Limitations & Future Work¶
- Although the dataset (15,598 pairs) offers advantages in description quality, its total scale is smaller than CLEVR-Change (79,606 pairs) and can be further expanded.
- The current work only supports difference captioning for image pairs and does not extend to continuous change description in video sequences.
- The ratio of 3D synthetic to real data is approximately 1:1.2, which may introduce domain shift.
- The MDP module exhibits minor fluctuations on certain metrics (e.g., OmniDiff-Real CIDEr), necessitating more robust fusion strategies.
Related Work & Insights¶
- FINER-MLLM and OneDiff are representative recent works applying MLLMs to IDC, but lack dedicated differential perception modules.
- The CLEVR series provides a controllable synthetic evaluation environment; this paper extends the synthetic setting from simple tabletop scenes to complex realistic environments.
- The multi-scale feature fusion paradigm can be transferred to other tasks requiring fine-grained visual comparison, such as VQA and image editing evaluation.
Rating¶
- Novelty: ⭐⭐⭐⭐ — The dataset construction is thorough and the MDP module design is clear, though the technical approach is relatively straightforward.

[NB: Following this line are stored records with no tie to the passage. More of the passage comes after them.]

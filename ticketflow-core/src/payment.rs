use chrono::{DateTime, Utc};
use serde::{Deserialize, Serialize};
use serde_json::Value;
use uuid::Uuid;

#[derive(Debug, Clone, Copy, Serialize, Deserialize, PartialEq, Eq)]
#[serde(rename_all = "snake_case")]
pub enum PaymentMethod {
    CreditCard,
    DebitCard,
    Transfer,
    Cash,
}

#[derive(Debug, Clone, Copy, Serialize, Deserialize, PartialEq, Eq)]
#[serde(rename_all = "SCREAMING_SNAKE_CASE")]
pub enum PaymentStatus {
    Pending,
    Processing,
    Completed,
    Failed,
    Refunded,
}

impl PaymentStatus {
    /// Completed may still be refunded; Failed and Refunded never move again
    pub fn is_active(&self) -> bool {
        !matches!(self, PaymentStatus::Failed)
    }
}

/// Raw card input as submitted by the buyer. Never persisted as-is.
#[derive(Debug, Clone, Deserialize)]
pub struct CardDetails {
    pub number: String,
    pub holder: String,
    /// MM/YY
    pub expiry: String,
    pub cvv: String,
}

/// One settlement attempt for exactly one sale.
///
/// A sale has at most one payment that is not Failed; a failed attempt
/// may be retried with a fresh record.
#[derive(Debug, Clone, Serialize, Deserialize)]
pub struct Payment {
    pub id: Uuid,
    pub sale_id: Uuid,
    pub method: PaymentMethod,
    pub amount_cents: i64,
    pub status: PaymentStatus,
    pub transaction_id: String,
    pub gateway_response: Value,
    /// First and last four digits visible, middle masked
    pub card_number: Option<String>,
    pub card_holder: Option<String>,
    pub card_expiry: Option<String>,
    pub transfer_key: Option<String>,
    pub transfer_payload: Option<String>,
    pub qr_code: Option<String>,
    pub expires_at: Option<DateTime<Utc>>,
    pub created_at: DateTime<Utc>,
}

impl Payment {
    pub fn new(sale_id: Uuid, method: PaymentMethod, amount_cents: i64, transaction_id: String) -> Self {
        Self {
            id: Uuid::new_v4(),
            sale_id,
            method,
            amount_cents,
            status: PaymentStatus::Pending,
            transaction_id,
            gateway_response: Value::Null,
            card_number: None,
            card_holder: None,
            card_expiry: None,
            transfer_key: None,
            transfer_payload: None,
            qr_code: None,
            expires_at: None,
            created_at: Utc::now(),
        }
    }

    pub fn is_expired_at(&self, now: DateTime<Utc>) -> bool {
        matches!(self.expires_at, Some(deadline) if now > deadline)
    }
}
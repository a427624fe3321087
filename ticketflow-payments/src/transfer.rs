use base64::engine::general_purpose::STANDARD as BASE64;
use base64::Engine;
use chrono::Utc;
use rand::distributions::Alphanumeric;
use rand::Rng;

/// Inputs for a provider-agnostic transfer payload
#[derive(Debug, Clone)]
pub struct TransferRequest {
    pub key: String,
    pub amount_cents: i64,
    pub transaction_id: String,
    pub description: String,
    pub merchant: String,
    pub city: String,
}

/// Externally-visible transaction identifier, e.g. `PIX1724932800123a1b2c3d4e`
pub fn transaction_id(prefix: &str) -> String {
    let suffix: String = rand::thread_rng()
        .sample_iter(&Alphanumeric)
        .take(9)
        .map(|c| (c as char).to_ascii_lowercase())
        .collect();
    format!("{}{}{}", prefix, Utc::now().timestamp_millis(), suffix)
}

/// Random receiving key for merchants that did not supply one
pub fn generate_key() -> String {
    let suffix: String = rand::thread_rng()
        .sample_iter(&Alphanumeric)
        .take(6)
        .map(|c| (c as char).to_ascii_lowercase())
        .collect();
    format!("ticketflow{}{}@ticketflow.com", Utc::now().timestamp_millis(), suffix)
}

/// BR-Code-style payload string the buyer's bank app understands
pub fn build_payload(request: &TransferRequest) -> String {
    let amount = format!("{:.2}", request.amount_cents as f64 / 100.0);
    format!(
        "00020126580014br.gov.bcb.pix0136{}520400005303986540{}5802BR590{}600{}6214{}6304",
        request.key, amount, request.merchant, request.city, request.transaction_id
    )
}

/// Scannable encoding of the payload, as a data URI
pub fn encode_qr(payload: &str) -> String {
    format!("data:text/plain;base64,{}", BASE64.encode(payload))
}

#[cfg(test)]
mod tests {
    use super::*;

    #[test]
    fn test_payload_carries_key_amount_and_transaction() {
        let request = TransferRequest {
            key: "merchant@ticketflow.com".to_string(),
            amount_cents: 12_345,
            transaction_id: "PIX123abc".to_string(),
            description: "Ticket: Jazz Night".to_string(),
            merchant: "TicketFlow Events".to_string(),
            city: "Sao Paulo".to_string(),
        };

        let payload = build_payload(&request);
        assert!(payload.contains("merchant@ticketflow.com"));
        assert!(payload.contains("123.45"));
        assert!(payload.contains("PIX123abc"));
        assert!(payload.starts_with("000201"));
    }

    #[test]
    fn test_qr_encoding_round_trips() {
        let qr = encode_qr("hello");
        let encoded = qr.strip_prefix("data:text/plain;base64,").unwrap();
        assert_eq!(BASE64.decode(encoded).unwrap(), b"hello");
    }

    #[test]
    fn test_generated_ids_are_unique() {
        assert_ne!(transaction_id("TXN"), transaction_id("TXN"));
        assert_ne!(generate_key(), generate_key());
        assert!(transaction_id("PIX").starts_with("PIX"));
        assert!(generate_key().ends_with("@ticketflow.com"));
    }
}
pub mod controller;

pub use controller::{NewSale, SaleController, SaleError, MAX_TICKETS_PER_SALE};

- Experimental Thoroughness: ⭐⭐⭐⭐⭐ — Covers six benchmarks with comprehensive ablations and zero-shot MLLM comparisons.
- Writing Quality: ⭐⭐⭐⭐ — The organizational logic for both the dataset and method is clear.
- Value: ⭐⭐⭐⭐ — OmniDiff fills a gap in IDC benchmarks, and M3Diff provides a strong baseline.